The OLCF’s Mitchell Griffith (left) mentored intern Ryan Laurenza of the University of North Carolina at Chapel Hill this summer. Laurenza was one of several students who spent time learning from OLCF mentors over the summer.

At the OLCF, educating the next generation of scientists is a priority. The center hosted a number of activities to this end this summer, including internships for college students and the Appalachian Regional Commission’s (ARC’s) Summer Math-Science-Technology Institute for high school students.

“[We are] training the future computer scientists,” says mentor Adam Simpson of the college-student summer internship program. “Maybe in the future they’ll be running on Jaguar or here at ORNL.”

Over the summer interns Ryan Laurenza of the University of North Carolina at Chapel Hill and Mark Keele of Middle Tennessee State University were working under OLCF computer scientists Mitchell Griffith and Adam Simpson to write code for the Resource Allocation and Tracking System, which is an application for managing high-performance computing (HPC) systems such as Jaguar.
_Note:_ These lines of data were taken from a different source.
//! Raster bitmaps and frame sequences.

use image::{imageops::FilterType, DynamicImage, Rgba, RgbaImage};

/// An owned RGBA8 pixel buffer.
///
/// Produced by capture, consumed by composite and encode. Straight
/// (non-premultiplied) alpha.
#[derive(Debug, Clone, PartialEq, Eq)]
pub struct RasterBitmap {
    pixels: RgbaImage,
}

impl RasterBitmap {
    /// Create a fully transparent bitmap
    #[must_use]
    pub fn new(width: u32, height: u32) -> Self {
        Self {
            pixels: RgbaImage::new(width, height),
        }
    }

    /// Create a bitmap filled with one colour
    #[must_use]
    pub fn filled(width: u32, height: u32, color: [u8; 4]) -> Self {
        Self {
            pixels: RgbaImage::from_pixel(width, height, Rgba(color)),
        }
    }

    /// Wrap an existing image buffer
    #[must_use]
    pub const fn from_image(pixels: RgbaImage) -> Self {
        Self { pixels }
    }

    /// Build from raw RGBA bytes; `None` when the length does not match
    #[must_use]
    pub fn from_raw(width: u32, height: u32, data: Vec<u8>) -> Option<Self> {
        RgbaImage::from_raw(width, height, data).map(Self::from_image)
    }

    /// Decode any supported image file (PNG, JPEG, WebP)
    pub fn decode(bytes: &[u8]) -> Result<Self, image::ImageError> {
        let img = image::load_from_memory(bytes)?;
        Ok(Self::from_image(img.to_rgba8()))
    }

    /// Width in pixels
    #[must_use]
    pub fn width(&self) -> u32 {
        self.pixels.width()
    }

    /// Height in pixels
    #[must_use]
    pub fn height(&self) -> u32 {
        self.pixels.height()
    }

    /// `(width, height)`
    #[must_use]
    pub fn dimensions(&self) -> (u32, u32) {
        self.pixels.dimensions()
    }

    /// True when either side is zero
    #[must_use]
    pub fn is_empty(&self) -> bool {
        self.width() == 0 || self.height() == 0
    }

    /// RGBA value at `(x, y)`, `None` when out of bounds
    #[must_use]
    pub fn pixel(&self, x: u32, y: u32) -> Option<[u8; 4]> {
        if x < self.width() && y < self.height() {
            Some(self.pixels.get_pixel(x, y).0)
        } else {
            None
        }
    }

    /// Borrow the underlying image
    #[must_use]
    pub const fn as_image(&self) -> &RgbaImage {
        &self.pixels
    }

    /// Mutable access for rasterizers
    pub fn as_image_mut(&mut self) -> &mut RgbaImage {
        &mut self.pixels
    }

    /// Take the underlying image
    #[must_use]
    pub fn into_image(self) -> RgbaImage {
        self.pixels
    }

    /// Raw RGBA bytes, row-major
    #[must_use]
    pub fn as_raw(&self) -> &[u8] {
        self.pixels.as_raw()
    }

    /// Resize to exact dimensions; returns `self` untouched when already sized
    #[must_use]
    pub fn resized(self, width: u32, height: u32) -> Self {
        if self.dimensions() == (width, height) {
            return self;
        }
        let img = DynamicImage::ImageRgba8(self.pixels);
        Self::from_image(
            img.resize_exact(width, height, FilterType::Triangle)
                .to_rgba8(),
        )
    }

    /// Count pixels with alpha == 0
    #[must_use]
    pub fn transparent_pixel_count(&self) -> usize {
        self.pixels.pixels().filter(|p| p[3] == 0).count()
    }
}

impl From<RgbaImage> for RasterBitmap {
    fn from(pixels: RgbaImage) -> Self {
        Self::from_image(pixels)
    }
}

/// One bitmap of an animated export with its display delay.
#[derive(Debug, Clone, PartialEq, Eq)]
pub struct Frame {
    /// Pixels
    pub bitmap: RasterBitmap,
    /// How long the frame stays on screen, in milliseconds
    pub delay_ms: u32,
}

impl Frame {
    /// Create a new frame
    #[must_use]
    pub const fn new(bitmap: RasterBitmap, delay_ms: u32) -> Self {
        Self { bitmap, delay_ms }
    }
}

/// Ordered frames of a GIF/video export. Order is display order.
///
/// An empty sequence is valid to build; export rejects it.
#[derive(Debug, Clone, Default, PartialEq, Eq)]
pub struct FrameSequence {
    frames: Vec<Frame>,
}

impl FrameSequence {
    /// Create an empty sequence
    #[must_use]
    pub fn new() -> Self {
        Self::default()
    }

    /// A single-frame sequence for still exports
    #[must_use]
    pub fn single(bitmap: RasterBitmap) -> Self {
        Self {
            frames: vec![Frame::new(bitmap, 0)],
        }
    }

    /// Build from bitmaps that share one delay
    #[must_use]
    pub fn from_bitmaps(bitmaps: Vec<RasterBitmap>, delay_ms: u32) -> Self {
        Self {
            frames: bitmaps
                .into_iter()
                .map(|b| Frame::new(b, delay_ms))
                .collect(),
        }
    }

    /// Append a frame
    pub fn push(&mut self, frame: Frame) {
        self.frames.push(frame);
    }

    /// Append a frame (builder form)
    #[must_use]
    pub fn with_frame(mut self, bitmap: RasterBitmap, delay_ms: u32) -> Self {
        self.push(Frame::new(bitmap, delay_ms));
        self
    }

    /// Number of frames
    #[must_use]
    pub fn len(&self) -> usize {
        self.frames.len()
    }

    /// True when no frames
    #[must_use]
    pub fn is_empty(&self) -> bool {
        self.frames.is_empty()
    }

    /// Iterate in display order
    pub fn iter(&self) -> std::slice::Iter<'_, Frame> {
        self.frames.iter()
    }

    /// Sum of all delays
    #[must_use]
    pub fn total_duration_ms(&self) -> u64 {
        self.frames.iter().map(|f| u64::from(f.delay_ms)).sum()
    }

    /// Take the frames out
    #[must_use]
    pub fn into_frames(self) -> Vec<Frame> {
        self.frames
    }
}

impl FromIterator<Frame> for FrameSequence {
    fn from_iter<I: IntoIterator<Item = Frame>>(iter: I) -> Self {
        Self {
            frames: iter.into_iter().collect(),
        }
    }
}

impl<'a> IntoIterator for &'a FrameSequence {
    type Item = &'a Frame;
    type IntoIter = std::slice::Iter<'a, Frame>;

    fn into_iter(self) -> Self::IntoIter {
        self.frames.iter()
    }
}

#[cfg(test)]
#[allow(clippy::unwrap_used, clippy::expect_used)]
mod tests {
    use super::*;
    use image::ImageFormat;
    use std::io::Cursor;

    #[test]
    fn test_new_bitmap_is_transparent() {
        let bitmap = RasterBitmap::new(4, 3);
        assert_eq!(bitmap.dimensions(), (4, 3));
        assert_eq!(bitmap.transparent_pixel_count(), 12);
    }

    #[test]
    fn test_from_raw_rejects_wrong_length() {
        assert!(RasterBitmap::from_raw(2, 2, vec![0; 15]).is_none());
        assert!(RasterBitmap::from_raw(2, 2, vec![0; 16]).is_some());
    }

    #[test]
    fn test_pixel_out_of_bounds() {
        let bitmap = RasterBitmap::filled(2, 2, [1, 2, 3, 4]);
        assert_eq!(bitmap.pixel(1, 1), Some([1, 2, 3, 4]));
        assert_eq!(bitmap.pixel(2, 0), None);
    }

    #[test]
    fn test_decode_png() {
        let img = RgbaImage::from_pixel(3, 2, Rgba([10, 20, 30, 255]));
        let mut png = Vec::new();
        img.write_to(&mut Cursor::new(&mut png), ImageFormat::Png)
            .unwrap();

        let bitmap = RasterBitmap::decode(&png).unwrap();
        assert_eq!(bitmap.dimensions(), (3, 2));
        assert_eq!(bitmap.pixel(0, 0), Some([10, 20, 30, 255]));
    }

    #[test]
    fn test_resized_same_size_is_noop() {
        let bitmap = RasterBitmap::filled(5, 5, [9, 9, 9, 255]);
        let resized = bitmap.clone().resized(5, 5);
        assert_eq!(resized, bitmap);
    }

    #[test]
    fn test_resized_changes_dimensions() {
        let bitmap = RasterBitmap::filled(10, 10, [255, 0, 0, 255]);
        let resized = bitmap.resized(4, 6);
        assert_eq!(resized.dimensions(), (4, 6));
        assert_eq!(resized.pixel(2, 3), Some([255, 0, 0, 255]));
    }

    #[test]
    fn test_sequence_order_and_duration() {
        let seq = FrameSequence::new()
            .with_frame(RasterBitmap::filled(1, 1, [1, 0, 0, 255]), 100)
            .with_frame(RasterBitmap::filled(1, 1, [2, 0, 0, 255]), 250);

        assert_eq!(seq.len(), 2);
        assert_eq!(seq.total_duration_ms(), 350);
        let reds: Vec<u8> = seq
            .iter()
            .map(|f| f.bitmap.pixel(0, 0).unwrap()[0])
            .collect();
        assert_eq!(reds, vec![1, 2]);
    }

    #[test]
    fn test_empty_sequence_is_constructible() {
        let seq = FrameSequence::from_bitmaps(Vec::new(), 100);
        assert!(seq.is_empty());
        assert_eq!(seq.total_duration_ms(), 0);
    }
}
At the conclusion of their internships, Laurenza and Keele presented their work at the ORNL Summer 2012 Poster Session and Graduate Student Recruitment Fair. The two made valuable contributions that will aid OLCF users while gaining experience that will help them in their future careers.

“My internship at ORNL was valuable to me because I was able to learn practical skills to use in my career as a computer scientist that I wasn’t able to learn in the classroom,” says Laurenza.

While Laurenza and Keele worked on code for Jaguar, Jerry Sherrod, an associate professor at Pellissippi State Community College and a contributor at ORNL, spent 2 weeks in July teaching high school students from across the Appalachian region the basics of building a supercomputer. During that time the students put together a cluster of Mac Mini computers to work in parallel to solve various problems given them by their instructors.

“The mission of the ARC program is to introduce a new generation of students to the world of high-performance computing,” says Bobby Whitten, the ARC program coordinator. “During that time, they learn that computers can be bent to their will to do tasks instead of just used to check Facebook.”

Many of the students who come to ORNL through the ARC program are from minority groups or underprivileged families. According to Sherrod, who has been an ARC instructor for four summers, one of the goals of the program is to provide opportunities for young people who have not been exposed to science or technology to learn about and work on problems in those areas.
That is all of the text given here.